TASK BRIEF: Every line below that holds the word "rustc" must be listed.

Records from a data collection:
- - - - - - -

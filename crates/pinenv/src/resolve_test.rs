// Copyright (c) Contributors to the pinenv project.
// SPDX-License-Identifier: Apache-2.0

use std::collections::BTreeSet;
use std::path::{Path, PathBuf};

use rstest::rstest;

use super::*;
use crate::fixtures::{entry, rust_entries, snapshot, MemoryFetcher, RUST_DESCRIPTOR};

const REFERENCE: &str = "./index/nixos-23.05";

fn rust_fetcher() -> MemoryFetcher {
    MemoryFetcher::new().with(snapshot(REFERENCE, Path::new("/idx"), rust_entries()))
}

fn rust_descriptor() -> Descriptor {
    Descriptor::from_yaml(RUST_DESCRIPTOR).expect("valid descriptor")
}

#[tokio::test]
async fn test_resolve_rust_toolchain() {
    let fetcher = rust_fetcher();
    let env = resolve(&rust_descriptor(), "x86_64-linux", &fetcher)
        .await
        .expect("Should resolve");

    let tools: Vec<_> = env.tools.keys().map(String::as_str).collect();
    assert_eq!(tools, vec!["cargo", "rustfmt", "rustc", "cargo-edit"]);

    let expected: BTreeSet<&str> = [
        "cargo-1.69.0",
        "rustfmt-1.69.0",
        "rustc-1.69.0",
        "cargo-edit-0.11.9",
        "openssl-3.0.8",
        "glibc-2.37",
        "llvm-15.0.7",
        "zlib-1.2.13",
    ]
    .into_iter()
    .collect();
    assert_eq!(env.artifact_ids(), expected);
    assert_eq!(env.artifacts.len(), expected.len(), "no duplicate artifacts");

    // python3 is in the catalog but was not requested by anything
    assert!(!env.artifact_ids().contains("python3-3.11.4"));
}

#[tokio::test]
async fn test_artifacts_are_ordered_by_identity() {
    let fetcher = rust_fetcher();
    let env = resolve(&rust_descriptor(), "x86_64-linux", &fetcher).await.unwrap();

    let order: Vec<_> = env.artifacts.iter().map(|a| a.name.as_str()).collect();
    assert_eq!(
        order,
        vec!["cargo", "cargo-edit", "glibc", "llvm", "openssl", "rustc", "rustfmt", "zlib"]
    );
    assert_eq!(env.search_path[0], PathBuf::from("/idx/store/cargo-1.69.0/bin"));
    assert_eq!(env.search_path.len(), env.artifacts.len());
}

#[tokio::test]
async fn test_entry_points() {
    let fetcher = rust_fetcher();
    let env = resolve(&rust_descriptor(), "x86_64-linux", &fetcher).await.unwrap();

    assert_eq!(
        env.tools["cargo-edit"].entry_point,
        PathBuf::from("/idx/store/cargo-edit-0.11.9/bin/cargo-add")
    );
    assert_eq!(env.tools["rustc"].source, "nixpkgs");
}

#[tokio::test]
async fn test_resolution_is_deterministic() {
    let fetcher = rust_fetcher();
    let descriptor = rust_descriptor();

    let first = resolve(&descriptor, "x86_64-linux", &fetcher).await.unwrap();
    let second = resolve(&descriptor, "x86_64-linux", &fetcher).await.unwrap();
    assert_eq!(first, second);
}

#[tokio::test]
async fn test_request_order_does_not_change_artifact_set() {
    let fetcher = rust_fetcher();
    let reordered = RUST_DESCRIPTOR.replace(
        "    - cargo\n    - rustfmt\n    - rustc\n    - cargo-edit\n",
        "    - cargo-edit\n    - rustc\n    - rustfmt\n    - cargo\n",
    );
    let reordered = Descriptor::from_yaml(reordered).unwrap();

    let a = resolve(&rust_descriptor(), "x86_64-linux", &fetcher).await.unwrap();
    let b = resolve(&reordered, "x86_64-linux", &fetcher).await.unwrap();
    assert_eq!(a.artifact_ids(), b.artifact_ids());
    assert_eq!(a.artifacts, b.artifacts);
    assert_eq!(a.search_path, b.search_path);
    assert_ne!(
        a.tools.keys().collect::<Vec<_>>(),
        b.tools.keys().collect::<Vec<_>>()
    );
}

#[tokio::test]
async fn test_unknown_tool() {
    let yaml = RUST_DESCRIPTOR.replace("    - cargo-edit\n", "    - nonexistent-tool\n");
    let descriptor = Descriptor::from_yaml(yaml).unwrap();
    let fetcher = rust_fetcher();

    match resolve(&descriptor, "x86_64-linux", &fetcher).await {
        Err(Error::UnknownTool { name, source_name, .. }) => {
            assert_eq!(name, "nonexistent-tool");
            assert_eq!(source_name, "nixpkgs");
        }
        other => panic!("expected UnknownTool, got {other:?}"),
    }
}

#[tokio::test]
async fn test_unknown_tool_suggestions() {
    let yaml = RUST_DESCRIPTOR.replace("    - cargo-edit\n", "    - cargo-edt\n");
    let descriptor = Descriptor::from_yaml(yaml).unwrap();
    let fetcher = rust_fetcher();

    let err = resolve(&descriptor, "x86_64-linux", &fetcher).await.unwrap_err();
    let Error::UnknownTool { similar, .. } = &err else {
        panic!("expected UnknownTool, got {err:?}");
    };
    assert!(similar.contains(&"cargo-edit".to_string()));
    assert!(!err.is_transient());
}

#[tokio::test]
async fn test_unknown_environment() {
    let fetcher = rust_fetcher();
    let err = resolve(&rust_descriptor(), "riscv64-linux", &fetcher)
        .await
        .unwrap_err();
    assert!(matches!(err, Error::UnknownEnvironment { .. }));
    assert_eq!(fetcher.fetch_count(REFERENCE), 0, "nothing fetched for a bad name");
}

#[tokio::test]
async fn test_unreachable_source_can_be_retried() {
    let empty = MemoryFetcher::new();
    let descriptor = rust_descriptor();

    let err = resolve(&descriptor, "x86_64-linux", &empty).await.unwrap_err();
    assert!(matches!(err, Error::SourceUnavailable { .. }));
    assert!(err.is_transient());

    // Once the index is reachable the same descriptor resolves normally.
    let fetcher = rust_fetcher();
    let env = resolve(&descriptor, "x86_64-linux", &fetcher).await.unwrap();
    assert_eq!(env.tools.len(), 4);
}

#[tokio::test]
async fn test_each_source_fetched_once() {
    let fetcher = rust_fetcher();
    resolve(&rust_descriptor(), "x86_64-linux", &fetcher).await.unwrap();
    assert_eq!(fetcher.fetch_count(REFERENCE), 1);
}

#[tokio::test]
async fn test_environments_are_isolated() {
    let fetcher = rust_fetcher();
    let descriptor = rust_descriptor();

    let linux = resolve(&descriptor, "x86_64-linux", &fetcher).await.unwrap();
    let darwin = resolve(&descriptor, "aarch64-darwin", &fetcher).await.unwrap();
    let linux_again = resolve(&descriptor, "x86_64-linux", &fetcher).await.unwrap();

    let darwin_ids = darwin.artifact_ids();
    assert_eq!(
        darwin_ids,
        ["rustc-1.69.0", "glibc-2.37", "llvm-15.0.7", "zlib-1.2.13"]
            .into_iter()
            .collect::<BTreeSet<_>>()
    );
    assert!(!darwin_ids.contains("cargo-1.69.0"));
    assert_eq!(linux, linux_again);
}

#[tokio::test]
async fn test_qualified_tools_use_their_source() {
    let yaml = r#"
sources:
  stable: ./index/stable
  unstable: ./index/unstable
environments:
  dev:
    - cargo
    - unstable#cargo
"#;
    let descriptor = Descriptor::from_yaml(yaml).unwrap();

    let mut unstable = rust_entries();
    unstable["cargo"].version = Some("1.72.0".to_string());
    unstable["cargo"].path = PathBuf::from("store/cargo-1.72.0");
    let fetcher = MemoryFetcher::new()
        .with(snapshot("./index/stable", Path::new("/stable"), rust_entries()))
        .with(snapshot("./index/unstable", Path::new("/unstable"), unstable));

    let env = resolve(&descriptor, "dev", &fetcher).await.unwrap();
    assert_eq!(env.tools["cargo"].artifact.id, "cargo-1.69.0");
    assert_eq!(env.tools["unstable#cargo"].artifact.id, "cargo-1.72.0");
    assert_eq!(fetcher.fetch_count("./index/unstable"), 1);
}

#[tokio::test]
async fn test_unused_sources_are_not_fetched() {
    let yaml = r#"
sources:
  stable: ./index/stable
  offline: ./index/offline
environments:
  dev: [cargo]
"#;
    let descriptor = Descriptor::from_yaml(yaml).unwrap();
    let fetcher =
        MemoryFetcher::new().with(snapshot("./index/stable", Path::new("/s"), rust_entries()));

    assert!(resolve(&descriptor, "dev", &fetcher).await.is_ok());
    assert_eq!(fetcher.fetch_count("./index/offline"), 0);
}

#[rstest]
fn test_shared_artifacts_are_deduplicated() {
    let mut entries = IndexMap::new();
    entries.insert("a".to_string(), entry("1", &["common"]));
    entries.insert("b".to_string(), entry("1", &["common", "a"]));
    entries.insert("common".to_string(), entry("1", &[]));
    for (name, entry) in entries.iter_mut() {
        entry.path = PathBuf::from(name.as_str());
    }

    let mut catalogs = CatalogSet::new();
    catalogs.insert(
        "pkgs".to_string(),
        Box::new(snapshot("./i/main", Path::new("/i"), entries)),
    );
    let descriptor =
        Descriptor::from_yaml("sources:\n  pkgs: ./i/main\nenvironments:\n  dev: [a, b]\n").unwrap();

    let env = resolve_request(descriptor.environment("dev").unwrap(), &catalogs).unwrap();
    let ids: Vec<_> = env.artifacts.iter().map(|a| a.id.as_str()).collect();
    assert_eq!(ids, vec!["a-1", "b-1", "common-1"]);
    assert_eq!(env.search_path.len(), 3);
}

#[rstest]
fn test_empty_request_resolves_to_empty_environment() {
    let descriptor =
        Descriptor::from_yaml("sources:\n  pkgs: ./i/main\nenvironments:\n  bare: []\n").unwrap();
    let env = resolve_request(descriptor.environment("bare").unwrap(), &CatalogSet::new()).unwrap();
    assert!(env.is_empty());
    assert!(env.search_path.is_empty());
}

- - - - - - -

PROBLEM SOLUTION:
    assert_eq!(tools, vec!["cargo", "rustfmt", "rustc", "cargo-edit"]);
        "rustc-1.69.0",
        vec!["cargo", "cargo-edit", "glibc", "llvm", "openssl", "rustc", "rustfmt", "zlib"]
    assert_eq!(env.tools["rustc"].source, "nixpkgs");
        "    - cargo\n    - rustfmt\n    - rustc\n    - cargo-edit\n",
        "    - cargo-edit\n    - rustc\n    - rustfmt\n    - cargo\n",
        ["rustc-1.69.0", "glibc-2.37", "llvm-15.0.7", "zlib-1.2.13"]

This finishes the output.